[Data extracted from a collection]
Segment Open

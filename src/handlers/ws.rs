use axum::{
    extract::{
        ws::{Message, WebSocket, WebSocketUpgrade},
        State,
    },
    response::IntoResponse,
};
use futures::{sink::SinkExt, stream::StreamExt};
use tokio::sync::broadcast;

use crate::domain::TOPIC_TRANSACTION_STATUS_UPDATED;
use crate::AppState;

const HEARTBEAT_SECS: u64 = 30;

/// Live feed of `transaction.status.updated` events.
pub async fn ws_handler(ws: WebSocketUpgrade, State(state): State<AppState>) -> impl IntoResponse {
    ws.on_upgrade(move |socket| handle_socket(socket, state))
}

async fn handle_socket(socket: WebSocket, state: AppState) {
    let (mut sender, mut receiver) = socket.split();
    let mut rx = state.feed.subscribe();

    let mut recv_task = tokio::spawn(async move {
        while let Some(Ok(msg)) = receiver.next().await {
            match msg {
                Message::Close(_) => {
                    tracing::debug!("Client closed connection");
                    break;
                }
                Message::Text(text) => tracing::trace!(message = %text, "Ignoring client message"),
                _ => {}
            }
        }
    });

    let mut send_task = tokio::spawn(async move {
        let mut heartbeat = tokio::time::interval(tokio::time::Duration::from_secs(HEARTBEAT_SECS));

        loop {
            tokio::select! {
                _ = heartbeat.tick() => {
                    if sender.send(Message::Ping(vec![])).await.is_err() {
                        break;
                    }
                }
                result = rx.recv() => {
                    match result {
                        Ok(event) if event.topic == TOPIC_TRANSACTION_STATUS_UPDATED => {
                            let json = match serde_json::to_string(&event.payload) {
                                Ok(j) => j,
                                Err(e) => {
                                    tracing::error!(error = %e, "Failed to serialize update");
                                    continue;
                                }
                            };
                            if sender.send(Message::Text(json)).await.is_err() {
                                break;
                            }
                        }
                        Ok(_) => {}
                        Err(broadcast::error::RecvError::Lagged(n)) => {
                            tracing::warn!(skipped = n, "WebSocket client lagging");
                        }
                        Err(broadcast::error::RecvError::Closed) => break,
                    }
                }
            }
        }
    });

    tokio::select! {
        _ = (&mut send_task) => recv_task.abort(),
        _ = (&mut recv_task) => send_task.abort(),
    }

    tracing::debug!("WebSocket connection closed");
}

Segment Closed
Segment Open

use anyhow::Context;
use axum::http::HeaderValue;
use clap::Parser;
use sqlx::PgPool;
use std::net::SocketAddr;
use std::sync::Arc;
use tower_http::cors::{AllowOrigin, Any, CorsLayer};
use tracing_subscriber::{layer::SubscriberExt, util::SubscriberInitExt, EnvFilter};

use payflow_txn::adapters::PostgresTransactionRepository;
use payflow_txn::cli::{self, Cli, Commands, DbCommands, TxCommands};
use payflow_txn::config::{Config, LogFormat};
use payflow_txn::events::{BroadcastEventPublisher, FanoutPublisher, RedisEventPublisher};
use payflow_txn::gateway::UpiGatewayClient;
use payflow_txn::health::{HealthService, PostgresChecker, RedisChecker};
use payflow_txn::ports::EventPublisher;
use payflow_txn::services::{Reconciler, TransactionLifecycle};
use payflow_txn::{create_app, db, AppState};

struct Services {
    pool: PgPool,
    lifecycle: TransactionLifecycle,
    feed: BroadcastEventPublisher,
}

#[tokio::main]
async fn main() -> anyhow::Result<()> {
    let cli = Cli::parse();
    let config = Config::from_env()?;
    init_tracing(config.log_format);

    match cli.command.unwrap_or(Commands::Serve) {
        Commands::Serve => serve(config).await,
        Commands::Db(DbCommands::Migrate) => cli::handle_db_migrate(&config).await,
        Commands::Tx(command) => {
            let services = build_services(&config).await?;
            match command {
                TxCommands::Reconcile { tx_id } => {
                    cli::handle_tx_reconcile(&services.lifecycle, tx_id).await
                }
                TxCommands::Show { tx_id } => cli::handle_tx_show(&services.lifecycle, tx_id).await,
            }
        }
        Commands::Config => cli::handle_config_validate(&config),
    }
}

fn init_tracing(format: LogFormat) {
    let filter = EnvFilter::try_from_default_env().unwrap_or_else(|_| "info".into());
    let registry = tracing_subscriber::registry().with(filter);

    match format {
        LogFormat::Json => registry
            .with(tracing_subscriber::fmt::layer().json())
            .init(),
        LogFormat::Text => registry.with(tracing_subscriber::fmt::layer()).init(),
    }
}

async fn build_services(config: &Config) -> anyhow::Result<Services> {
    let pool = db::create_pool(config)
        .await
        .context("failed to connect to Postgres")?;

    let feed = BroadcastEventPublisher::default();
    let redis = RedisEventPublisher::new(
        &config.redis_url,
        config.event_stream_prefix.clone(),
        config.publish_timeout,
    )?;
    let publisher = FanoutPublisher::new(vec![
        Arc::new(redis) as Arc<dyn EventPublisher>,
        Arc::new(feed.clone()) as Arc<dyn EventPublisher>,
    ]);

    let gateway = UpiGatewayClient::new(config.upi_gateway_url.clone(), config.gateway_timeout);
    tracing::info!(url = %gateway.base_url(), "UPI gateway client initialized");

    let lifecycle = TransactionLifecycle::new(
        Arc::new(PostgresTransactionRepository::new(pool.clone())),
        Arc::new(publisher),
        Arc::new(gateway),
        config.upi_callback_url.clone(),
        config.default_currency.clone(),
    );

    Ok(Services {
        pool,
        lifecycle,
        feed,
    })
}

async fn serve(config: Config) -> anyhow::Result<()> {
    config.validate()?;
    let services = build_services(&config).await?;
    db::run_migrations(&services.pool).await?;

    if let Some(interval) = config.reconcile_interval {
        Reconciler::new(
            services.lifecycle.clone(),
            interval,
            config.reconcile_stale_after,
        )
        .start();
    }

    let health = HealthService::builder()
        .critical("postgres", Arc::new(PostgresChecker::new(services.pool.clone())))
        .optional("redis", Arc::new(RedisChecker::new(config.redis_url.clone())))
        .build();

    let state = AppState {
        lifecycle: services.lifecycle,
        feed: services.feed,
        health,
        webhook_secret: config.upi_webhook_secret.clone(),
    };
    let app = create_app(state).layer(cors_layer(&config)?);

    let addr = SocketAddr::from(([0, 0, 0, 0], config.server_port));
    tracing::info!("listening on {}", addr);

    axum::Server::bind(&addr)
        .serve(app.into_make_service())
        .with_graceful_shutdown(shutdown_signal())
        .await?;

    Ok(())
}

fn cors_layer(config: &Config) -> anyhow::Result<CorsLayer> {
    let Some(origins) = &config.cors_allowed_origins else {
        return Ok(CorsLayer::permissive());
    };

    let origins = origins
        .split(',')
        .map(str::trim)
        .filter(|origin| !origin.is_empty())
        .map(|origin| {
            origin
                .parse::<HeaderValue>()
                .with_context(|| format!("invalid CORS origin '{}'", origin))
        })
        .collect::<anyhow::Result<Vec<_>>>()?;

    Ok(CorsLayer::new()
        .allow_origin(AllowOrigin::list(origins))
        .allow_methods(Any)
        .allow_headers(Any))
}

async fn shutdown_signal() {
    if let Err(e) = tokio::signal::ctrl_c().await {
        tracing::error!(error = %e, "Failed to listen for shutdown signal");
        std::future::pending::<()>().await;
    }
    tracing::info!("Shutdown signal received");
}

Segment Closed
Segment Open

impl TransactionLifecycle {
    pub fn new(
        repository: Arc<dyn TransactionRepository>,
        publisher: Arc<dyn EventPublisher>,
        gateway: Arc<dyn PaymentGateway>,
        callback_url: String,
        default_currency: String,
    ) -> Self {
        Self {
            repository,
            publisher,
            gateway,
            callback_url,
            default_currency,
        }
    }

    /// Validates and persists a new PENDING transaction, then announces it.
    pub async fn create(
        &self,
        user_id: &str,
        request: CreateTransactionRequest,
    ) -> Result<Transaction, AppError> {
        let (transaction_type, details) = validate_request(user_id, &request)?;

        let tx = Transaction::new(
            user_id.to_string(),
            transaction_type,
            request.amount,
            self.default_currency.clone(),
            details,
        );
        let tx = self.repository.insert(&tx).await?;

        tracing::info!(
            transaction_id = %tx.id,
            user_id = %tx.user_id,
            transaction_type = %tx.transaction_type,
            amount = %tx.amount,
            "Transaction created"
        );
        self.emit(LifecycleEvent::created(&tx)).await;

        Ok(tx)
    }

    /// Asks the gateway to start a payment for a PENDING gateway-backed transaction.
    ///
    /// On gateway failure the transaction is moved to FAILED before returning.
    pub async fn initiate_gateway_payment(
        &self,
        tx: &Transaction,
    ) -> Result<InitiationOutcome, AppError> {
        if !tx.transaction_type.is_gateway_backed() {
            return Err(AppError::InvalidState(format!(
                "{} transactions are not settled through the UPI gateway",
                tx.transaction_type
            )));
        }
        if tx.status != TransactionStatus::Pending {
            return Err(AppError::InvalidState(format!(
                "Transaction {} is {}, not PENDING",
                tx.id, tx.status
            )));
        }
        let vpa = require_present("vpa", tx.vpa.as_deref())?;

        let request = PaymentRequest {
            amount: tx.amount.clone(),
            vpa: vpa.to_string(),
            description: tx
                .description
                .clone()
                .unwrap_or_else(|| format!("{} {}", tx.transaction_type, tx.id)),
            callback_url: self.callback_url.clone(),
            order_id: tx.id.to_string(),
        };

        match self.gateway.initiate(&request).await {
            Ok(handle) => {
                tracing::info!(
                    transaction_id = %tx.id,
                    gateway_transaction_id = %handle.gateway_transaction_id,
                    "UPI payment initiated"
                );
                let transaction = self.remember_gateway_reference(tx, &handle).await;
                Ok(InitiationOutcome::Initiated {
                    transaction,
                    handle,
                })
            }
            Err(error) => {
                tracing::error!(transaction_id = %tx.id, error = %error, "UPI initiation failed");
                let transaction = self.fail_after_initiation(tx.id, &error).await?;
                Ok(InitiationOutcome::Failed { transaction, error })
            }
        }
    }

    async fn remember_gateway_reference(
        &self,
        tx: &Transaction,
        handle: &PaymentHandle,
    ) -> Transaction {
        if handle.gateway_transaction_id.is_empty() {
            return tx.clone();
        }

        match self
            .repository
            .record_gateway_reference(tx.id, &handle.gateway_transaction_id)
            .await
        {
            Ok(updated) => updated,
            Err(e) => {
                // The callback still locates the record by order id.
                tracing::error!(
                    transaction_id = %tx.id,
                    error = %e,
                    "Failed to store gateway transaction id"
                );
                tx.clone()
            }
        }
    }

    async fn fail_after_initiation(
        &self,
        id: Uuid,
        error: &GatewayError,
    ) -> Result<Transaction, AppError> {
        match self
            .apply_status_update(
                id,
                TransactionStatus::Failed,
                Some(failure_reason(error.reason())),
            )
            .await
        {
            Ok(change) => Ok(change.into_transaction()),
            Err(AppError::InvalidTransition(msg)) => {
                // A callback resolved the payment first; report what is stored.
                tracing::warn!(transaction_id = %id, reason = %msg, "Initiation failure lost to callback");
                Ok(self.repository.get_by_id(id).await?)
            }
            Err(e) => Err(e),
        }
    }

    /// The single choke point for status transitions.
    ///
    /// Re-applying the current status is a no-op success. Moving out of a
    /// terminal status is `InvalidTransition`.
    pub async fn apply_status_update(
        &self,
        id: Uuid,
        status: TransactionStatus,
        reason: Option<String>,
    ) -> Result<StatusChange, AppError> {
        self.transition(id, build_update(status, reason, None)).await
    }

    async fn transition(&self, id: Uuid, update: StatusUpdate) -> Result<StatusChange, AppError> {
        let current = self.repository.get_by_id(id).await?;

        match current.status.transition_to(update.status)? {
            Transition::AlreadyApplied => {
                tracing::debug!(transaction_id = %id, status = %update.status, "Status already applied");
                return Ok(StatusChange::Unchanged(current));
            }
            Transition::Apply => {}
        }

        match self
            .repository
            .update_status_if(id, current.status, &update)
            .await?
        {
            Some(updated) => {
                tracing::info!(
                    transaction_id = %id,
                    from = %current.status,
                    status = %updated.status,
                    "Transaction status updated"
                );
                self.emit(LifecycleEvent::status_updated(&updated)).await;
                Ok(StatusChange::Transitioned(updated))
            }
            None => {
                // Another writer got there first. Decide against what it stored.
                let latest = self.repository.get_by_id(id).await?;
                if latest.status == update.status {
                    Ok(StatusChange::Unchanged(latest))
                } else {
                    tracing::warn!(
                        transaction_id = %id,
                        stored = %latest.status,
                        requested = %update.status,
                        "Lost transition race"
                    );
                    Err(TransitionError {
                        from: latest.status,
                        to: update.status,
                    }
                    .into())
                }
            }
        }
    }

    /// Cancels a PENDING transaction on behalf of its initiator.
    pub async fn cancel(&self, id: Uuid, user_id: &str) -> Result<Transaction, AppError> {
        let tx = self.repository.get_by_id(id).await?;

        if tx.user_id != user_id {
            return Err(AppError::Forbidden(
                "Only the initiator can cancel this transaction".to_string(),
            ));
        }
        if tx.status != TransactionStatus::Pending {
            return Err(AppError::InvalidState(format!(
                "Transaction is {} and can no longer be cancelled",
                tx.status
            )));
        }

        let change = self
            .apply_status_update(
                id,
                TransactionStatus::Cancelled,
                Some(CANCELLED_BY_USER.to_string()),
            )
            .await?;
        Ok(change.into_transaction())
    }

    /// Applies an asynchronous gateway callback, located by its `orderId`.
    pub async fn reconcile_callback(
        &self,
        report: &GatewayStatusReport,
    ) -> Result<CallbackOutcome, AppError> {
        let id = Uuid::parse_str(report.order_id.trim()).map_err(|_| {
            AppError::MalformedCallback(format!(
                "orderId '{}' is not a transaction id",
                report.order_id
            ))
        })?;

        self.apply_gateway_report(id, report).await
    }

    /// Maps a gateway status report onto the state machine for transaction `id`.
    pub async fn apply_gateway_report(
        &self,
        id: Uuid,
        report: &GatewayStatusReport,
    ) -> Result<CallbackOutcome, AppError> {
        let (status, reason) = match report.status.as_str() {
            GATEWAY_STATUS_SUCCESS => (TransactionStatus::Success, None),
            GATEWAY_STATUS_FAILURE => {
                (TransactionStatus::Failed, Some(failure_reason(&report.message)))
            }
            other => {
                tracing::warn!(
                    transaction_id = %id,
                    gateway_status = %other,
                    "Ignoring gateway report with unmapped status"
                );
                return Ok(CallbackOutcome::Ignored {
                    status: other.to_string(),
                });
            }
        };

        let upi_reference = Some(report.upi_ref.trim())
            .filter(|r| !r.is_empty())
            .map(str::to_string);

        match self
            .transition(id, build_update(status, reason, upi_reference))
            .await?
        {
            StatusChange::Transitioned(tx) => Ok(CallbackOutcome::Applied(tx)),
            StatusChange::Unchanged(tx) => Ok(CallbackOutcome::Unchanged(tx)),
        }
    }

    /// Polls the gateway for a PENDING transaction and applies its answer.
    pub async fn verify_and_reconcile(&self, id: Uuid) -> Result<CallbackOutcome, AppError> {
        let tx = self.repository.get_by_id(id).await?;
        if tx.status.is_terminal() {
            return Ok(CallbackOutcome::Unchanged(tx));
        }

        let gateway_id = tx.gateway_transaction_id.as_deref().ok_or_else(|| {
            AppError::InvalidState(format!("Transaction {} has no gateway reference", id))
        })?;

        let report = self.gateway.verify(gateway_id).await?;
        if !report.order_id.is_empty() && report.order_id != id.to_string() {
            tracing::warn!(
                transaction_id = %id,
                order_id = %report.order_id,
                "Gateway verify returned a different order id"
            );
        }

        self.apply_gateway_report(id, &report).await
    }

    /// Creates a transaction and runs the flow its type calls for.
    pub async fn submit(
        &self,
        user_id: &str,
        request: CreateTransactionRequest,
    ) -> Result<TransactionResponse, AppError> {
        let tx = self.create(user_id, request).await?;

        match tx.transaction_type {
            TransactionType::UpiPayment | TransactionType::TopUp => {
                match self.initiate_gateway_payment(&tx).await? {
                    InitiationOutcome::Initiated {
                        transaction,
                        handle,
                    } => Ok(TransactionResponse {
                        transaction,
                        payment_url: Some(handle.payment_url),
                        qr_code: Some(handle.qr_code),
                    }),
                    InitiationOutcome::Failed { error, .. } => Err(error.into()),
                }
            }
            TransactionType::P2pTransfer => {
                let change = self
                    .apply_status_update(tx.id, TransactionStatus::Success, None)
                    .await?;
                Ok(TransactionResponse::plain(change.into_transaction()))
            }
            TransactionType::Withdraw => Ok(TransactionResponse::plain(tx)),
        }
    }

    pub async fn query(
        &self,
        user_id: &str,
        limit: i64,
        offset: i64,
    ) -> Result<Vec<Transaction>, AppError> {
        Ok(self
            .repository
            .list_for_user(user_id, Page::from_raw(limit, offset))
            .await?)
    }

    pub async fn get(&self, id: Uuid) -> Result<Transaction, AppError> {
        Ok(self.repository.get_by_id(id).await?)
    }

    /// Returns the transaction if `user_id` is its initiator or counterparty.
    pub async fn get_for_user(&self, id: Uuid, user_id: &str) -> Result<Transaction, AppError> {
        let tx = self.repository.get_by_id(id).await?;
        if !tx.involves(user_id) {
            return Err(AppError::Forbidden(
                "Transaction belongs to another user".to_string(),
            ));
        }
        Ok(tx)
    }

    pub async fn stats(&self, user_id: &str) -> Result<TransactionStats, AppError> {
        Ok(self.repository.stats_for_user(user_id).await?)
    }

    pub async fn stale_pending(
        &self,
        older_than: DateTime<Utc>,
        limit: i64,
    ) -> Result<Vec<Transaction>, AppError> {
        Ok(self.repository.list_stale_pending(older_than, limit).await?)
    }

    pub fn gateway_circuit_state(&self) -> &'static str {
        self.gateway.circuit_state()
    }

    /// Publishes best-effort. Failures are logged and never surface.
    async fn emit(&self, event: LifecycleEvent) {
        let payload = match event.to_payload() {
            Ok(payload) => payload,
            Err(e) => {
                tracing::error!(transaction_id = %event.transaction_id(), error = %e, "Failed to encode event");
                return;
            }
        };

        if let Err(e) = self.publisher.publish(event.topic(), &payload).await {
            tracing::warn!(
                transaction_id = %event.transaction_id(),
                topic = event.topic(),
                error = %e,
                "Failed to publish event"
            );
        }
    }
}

Segment Closed

** EXERCISE INSTRUCTIONS **
Whenever a line in the data holds "registry", copy that line.

** YOUR SOLUTION **
    let registry = tracing_subscriber::registry().with(filter);
        LogFormat::Json => registry
        LogFormat::Text => registry.with(tracing_subscriber::fmt::layer()).init(),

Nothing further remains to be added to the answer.